• [Data to examine]
Start of Block
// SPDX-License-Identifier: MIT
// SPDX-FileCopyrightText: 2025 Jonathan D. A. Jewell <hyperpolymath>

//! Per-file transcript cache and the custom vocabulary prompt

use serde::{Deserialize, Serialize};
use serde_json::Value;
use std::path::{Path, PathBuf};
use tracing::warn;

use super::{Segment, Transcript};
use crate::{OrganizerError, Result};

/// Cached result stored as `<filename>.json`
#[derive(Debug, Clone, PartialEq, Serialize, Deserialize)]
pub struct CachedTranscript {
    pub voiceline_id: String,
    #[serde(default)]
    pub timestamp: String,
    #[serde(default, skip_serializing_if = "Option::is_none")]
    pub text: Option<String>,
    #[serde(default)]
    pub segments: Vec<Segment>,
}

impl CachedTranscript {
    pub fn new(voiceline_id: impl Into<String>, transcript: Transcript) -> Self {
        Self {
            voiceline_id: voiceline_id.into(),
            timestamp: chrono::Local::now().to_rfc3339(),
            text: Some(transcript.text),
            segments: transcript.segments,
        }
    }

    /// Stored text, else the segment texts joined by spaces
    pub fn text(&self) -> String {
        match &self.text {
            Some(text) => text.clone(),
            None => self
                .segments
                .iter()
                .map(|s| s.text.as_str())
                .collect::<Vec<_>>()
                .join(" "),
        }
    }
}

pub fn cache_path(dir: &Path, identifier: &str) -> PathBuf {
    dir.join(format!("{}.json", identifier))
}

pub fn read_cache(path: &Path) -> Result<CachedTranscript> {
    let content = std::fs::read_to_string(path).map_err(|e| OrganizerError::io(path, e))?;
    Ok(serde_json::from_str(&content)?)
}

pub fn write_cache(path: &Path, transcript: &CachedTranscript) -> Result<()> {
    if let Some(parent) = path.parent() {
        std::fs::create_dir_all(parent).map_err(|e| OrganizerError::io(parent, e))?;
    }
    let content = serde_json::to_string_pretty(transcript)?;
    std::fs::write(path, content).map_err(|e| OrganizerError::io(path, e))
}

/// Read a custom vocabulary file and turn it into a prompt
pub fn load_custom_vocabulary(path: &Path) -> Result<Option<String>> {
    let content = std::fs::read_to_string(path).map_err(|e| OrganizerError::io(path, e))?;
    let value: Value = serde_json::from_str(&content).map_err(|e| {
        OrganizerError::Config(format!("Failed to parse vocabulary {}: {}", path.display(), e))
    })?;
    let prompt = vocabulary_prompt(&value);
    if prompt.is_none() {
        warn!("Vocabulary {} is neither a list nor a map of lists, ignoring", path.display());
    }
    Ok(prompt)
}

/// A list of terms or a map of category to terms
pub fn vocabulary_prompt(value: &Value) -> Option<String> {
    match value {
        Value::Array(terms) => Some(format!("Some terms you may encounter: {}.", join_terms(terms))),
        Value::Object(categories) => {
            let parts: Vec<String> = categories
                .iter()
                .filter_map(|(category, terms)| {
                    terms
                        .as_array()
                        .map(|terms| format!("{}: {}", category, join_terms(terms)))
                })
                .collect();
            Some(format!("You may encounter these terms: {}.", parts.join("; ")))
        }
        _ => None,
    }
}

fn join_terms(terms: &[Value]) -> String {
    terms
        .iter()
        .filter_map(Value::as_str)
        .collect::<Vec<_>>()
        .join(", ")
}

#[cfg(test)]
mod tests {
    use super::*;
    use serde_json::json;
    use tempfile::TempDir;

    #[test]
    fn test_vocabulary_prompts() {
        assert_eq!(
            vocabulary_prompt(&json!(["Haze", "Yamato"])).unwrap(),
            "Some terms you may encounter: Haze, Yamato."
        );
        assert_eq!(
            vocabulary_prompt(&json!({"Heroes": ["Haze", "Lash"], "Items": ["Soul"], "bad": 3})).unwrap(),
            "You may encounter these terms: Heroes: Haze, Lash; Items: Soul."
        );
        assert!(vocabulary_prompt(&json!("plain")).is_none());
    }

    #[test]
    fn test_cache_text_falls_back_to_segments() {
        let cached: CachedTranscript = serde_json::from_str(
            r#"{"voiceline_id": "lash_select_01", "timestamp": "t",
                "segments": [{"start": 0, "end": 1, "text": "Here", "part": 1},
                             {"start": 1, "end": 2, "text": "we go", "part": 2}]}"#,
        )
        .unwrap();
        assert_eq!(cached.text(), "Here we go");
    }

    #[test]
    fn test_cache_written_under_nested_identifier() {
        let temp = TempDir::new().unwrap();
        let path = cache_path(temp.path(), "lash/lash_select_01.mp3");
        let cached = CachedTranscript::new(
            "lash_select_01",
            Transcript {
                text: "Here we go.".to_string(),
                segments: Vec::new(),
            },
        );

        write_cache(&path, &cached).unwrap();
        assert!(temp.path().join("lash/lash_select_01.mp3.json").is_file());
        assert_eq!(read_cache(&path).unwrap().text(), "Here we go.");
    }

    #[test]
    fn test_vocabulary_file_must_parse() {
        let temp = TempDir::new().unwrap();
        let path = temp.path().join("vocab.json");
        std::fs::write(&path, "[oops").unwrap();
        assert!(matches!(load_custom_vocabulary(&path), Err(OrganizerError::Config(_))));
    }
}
End of Block
• [Instructions to follow] Scan the material above for "parts". Copy every line where it appears.

• [Solution to the problem]
            let parts: Vec<String> = categories
            Some(format!("You may encounter these terms: {}.", parts.join("; ")))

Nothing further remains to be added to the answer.